The overall goal of this application is to define the molecular pathogenesis of cardiomyopathy associated with Emery-Dreifuss Muscular Dystrophy (EDMD). Autosomal dominant EDMD arises from mutations in a gene encoding A-type lamins, which are intermediate filaments involved in the maintenance of nuclear structure. Further, A-type lamins (along with suns and nesprins) are a component of the LINC complex, which establish a physical connection between the nucleus and the actin cytoskeleton. In EDMD mouse models of EDMD, mitogen activated protein (MAP) kinases ERK and JNK are activated in the heart tissue prior to the development of cardiomyopathy. As MAP kinase activation is well established to be linked to cardiomyopathy, determining how A-type lamin mutations cause activation of MAP kinases will provide key information on the molecular pathogenesis of cardiomyopathy. We hypothesize that EDMD causing mutations lamin A facilitate MAP kinase activation via two distinct mechanisms: 1) mutant lamin A may disrupt the UNC complex, compromising the integrity of the nucleo- cytoskeleton and generating a stress response that activates the MAP kinase pathway and 2) functional disruption of MAP kinase anchors by direct and indirect mechanisms.

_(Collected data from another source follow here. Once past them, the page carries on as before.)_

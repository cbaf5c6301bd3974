//! TestPilot CLI
//!
//! `run` executes a suite against the configured hosts; `mock` starts the
//! embedded replay server for hermetic runs.
//!
//! Exit codes: 0 all passed, 1 any step failed, 2 configuration error,
//! 3 input error.

mod output;

use std::path::PathBuf;
use std::sync::Arc;

use anyhow::Result;
use clap::{Parser, Subcommand, ValueEnum};
use tracing::{error, info};

use testpilot_common::Error;
use testpilot_engine::config::Config;
use testpilot_engine::executor::RunOptions;
use testpilot_engine::failures::FailureLog;
use testpilot_engine::logging::{failure_log_path, LoggingConfig};
use testpilot_engine::{all_passed, report, suite, Orchestrator};

use output::{print_summary, CompositeSink, ConsoleSink, DisplayMode, FailureLogSink};

const EXIT_OK: i32 = 0;
const EXIT_FAILED: i32 = 1;
const EXIT_CONFIG: i32 = 2;
const EXIT_INPUT: i32 = 3;

#[derive(Parser)]
#[command(name = "testpilot", author, version, about = "Workflow-aware test orchestration for HTTP services and 5G network functions", long_about = None)]
#[command(propagate_version = true)]
struct Cli {
    #[command(subcommand)]
    command: Commands,
}

#[derive(Subcommand)]
enum Commands {
    /// Execute a test suite
    Run(RunArgs),
    /// Start the embedded mock server
    Mock(MockArgs),
}

#[derive(Debug, Clone, Copy, ValueEnum)]
enum Mode {
    /// Lenient validation (default)
    Otp,
    /// Strict validation with an audit trail
    Audit,
    /// Validate configuration and suite, then exit
    Config,
}

#[derive(Debug, Clone, Copy, ValueEnum)]
enum ExecutionMode {
    Production,
    Mock,
}

#[derive(Parser, Debug)]
struct RunArgs {
    /// Suite document to execute
    #[arg(short = 'i', long = "input")]
    input: PathBuf,

    /// Validation mode
    #[arg(short = 'm', long = "mode", value_enum, default_value = "otp")]
    mode: Mode,

    /// Host configuration file
    #[arg(short = 'c', long = "config", default_value = "config/hosts.json")]
    config: PathBuf,

    /// Comma-separated sheet selection
    #[arg(short = 's', long = "sheets", value_delimiter = ',')]
    sheets: Option<Vec<String>>,

    /// Single test name to run
    #[arg(short = 't', long = "test")]
    test_name: Option<String>,

    /// Build and display commands without executing
    #[arg(long)]
    dry_run: bool,

    #[arg(long = "execution-mode", value_enum, default_value = "production")]
    execution_mode: ExecutionMode,

    /// Mock server base URL (mock execution mode)
    #[arg(long, default_value = "http://127.0.0.1:8081")]
    mock_server_url: String,

    /// Requests-per-second override for every host
    #[arg(long = "rate-limit")]
    rate_limit: Option<f64>,

    /// Fixed pause between steps, seconds
    #[arg(long = "step-delay")]
    step_delay: Option<f64>,

    /// DEBUG, INFO, WARNING, ERROR or CRITICAL
    #[arg(long = "log-level")]
    log_level: Option<String>,

    #[arg(long = "log-dir", default_value = "logs")]
    log_dir: PathBuf,

    /// Console output only
    #[arg(long = "no-file-logging")]
    no_file_logging: bool,

    #[arg(long = "display-mode", value_enum, default_value = "full")]
    display_mode: DisplayMode,

    /// Abort a flow on its first failing step
    #[arg(long = "stop-on-failure")]
    stop_on_failure: bool,
}

#[derive(Parser, Debug)]
struct MockArgs {
    /// Port to listen on
    #[arg(short = 'p', long = "port", default_value_t = 8081)]
    port: u16,

    /// Recorded responses file
    #[arg(short = 'd', long = "data-file")]
    data_file: PathBuf,
}

#[tokio::main]
async fn main() {
    let cli = Cli::parse();
    let code = match cli.command {
        Commands::Run(args) => run_command(args).await.unwrap_or_else(exit_code_for),
        Commands::Mock(args) => mock_command(args).await.unwrap_or_else(exit_code_for),
    };
    std::process::exit(code);
}

fn exit_code_for(err: anyhow::Error) -> i32 {
    error!("{err:#}");
    eprintln!("{err:#}");
    match err.downcast_ref::<Error>() {
        Some(Error::Config(_)) => EXIT_CONFIG,
        Some(Error::Input(_)) => EXIT_INPUT,
        _ => EXIT_FAILED,
    }
}

async fn run_command(args: RunArgs) -> Result<i32> {
    let logging = LoggingConfig {
        level: args.log_level.clone(),
        log_dir: args.log_dir.clone(),
        file_logging: !args.no_file_logging,
    };
    let _log_guard = logging.init()?;

    let config = Config::load(&args.config)?;
    info!(config = %args.config.display(), "host configuration loaded");

    let flows = suite::load_suite(&args.input)?;
    let flows = suite::filter_flows(
        flows,
        args.sheets.as_deref(),
        args.test_name.as_deref(),
    );
    if flows.is_empty() {
        return Err(Error::input("Selection matched no flows").into());
    }
    suite::validate_references(&flows, &config)?;

    if matches!(args.mode, Mode::Config) {
        println!("Configuration OK: {} hosts, {} flows", config.hosts.len(), flows.len());
        return Ok(EXIT_OK);
    }

    let options = RunOptions {
        dry_run: args.dry_run,
        audit: matches!(args.mode, Mode::Audit),
        rate_limit: args.rate_limit,
        step_delay: args.step_delay,
        mock_server_url: matches!(args.execution_mode, ExecutionMode::Mock)
            .then(|| args.mock_server_url.clone()),
        stop_on_failure: args.stop_on_failure,
        ..Default::default()
    };

    let console: Arc<dyn testpilot_engine::ResultSink> =
        Arc::new(ConsoleSink::new(args.display_mode));
    let mut sinks = CompositeSink::new(vec![console]);
    if !args.no_file_logging {
        std::fs::create_dir_all(&args.log_dir)?;
        let failure_log = FailureLog::create(&failure_log_path(&args.log_dir))?;
        sinks.push(Arc::new(FailureLogSink::new(failure_log)));
    }

    let orchestrator = Orchestrator::with_sink(config, options, Arc::new(sinks));
    let cancel = orchestrator.cancel_handle();
    tokio::spawn(async move {
        if tokio::signal::ctrl_c().await.is_ok() {
            info!("interrupt received, cancelling run");
            cancel.cancel();
        }
    });

    let results = orchestrator.run(flows).await?;
    print_summary(&results, orchestrator.audit_records().as_deref());

    if !args.no_file_logging {
        let path = report::write_json_results(std::path::Path::new("test_results"), &results)?;
        info!(path = %path.display(), "results written");
    }

    Ok(if all_passed(&results) {
        EXIT_OK
    } else {
        EXIT_FAILED
    })
}

async fn mock_command(args: MockArgs) -> Result<i32> {
    let logging = LoggingConfig {
        level: None,
        log_dir: PathBuf::from("logs"),
        file_logging: false,
    };
    let _log_guard = logging.init()?;

    let data = testpilot_mock::MockData::load(&args.data_file)?;
    println!("Mock server on port {} serving {:?}", args.port, args.data_file);
    testpilot_mock::serve(args.port, data).await?;
    Ok(EXIT_OK)
}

Lamin A mutations may directly inhibit the function of lamin A as a putative MAP kinase sequestering anchor to facilitate nuclear translocation. Further, mutations in lamin A may disrupt the LINC complex and hence, the function of cytoplasmic anchors that require intact cytoskeleton. To test our hypothesis, we propose two specific aims.
Aim 1 will determine whether disrupting the LINC complex in primary cardiomyocytes will activate MAP kinases. We will disrupt the LINC complex by expressing mutant forms of lamin A, suns, and nesprins that prevent interactions necessary to establish the LINC complex and assess for MAP kinase activation by standard biochemical and fluorescence microscopy techniques.
Aim 2 will characterize lamin A and MAP kinase interactions in intact cells by various methods and the effect of lamin A mutations on this interaction. We will assess the functional consequence of lamin A mutation on MAP kinase anchors by measuring the mobility of MAP kinases by FRAP and FLIP analysis. Heart muscle damage is the most serious and life-threatening symptom of EDMD. Understanding how defective proteins of the cell nucleus lead to EDMD-associated heart muscle damage will provide the knowledge necessary to devise an effective treatment strategy. This knowledge may also be applicable to similar heart muscle damage resulting from disorders other than EDMD.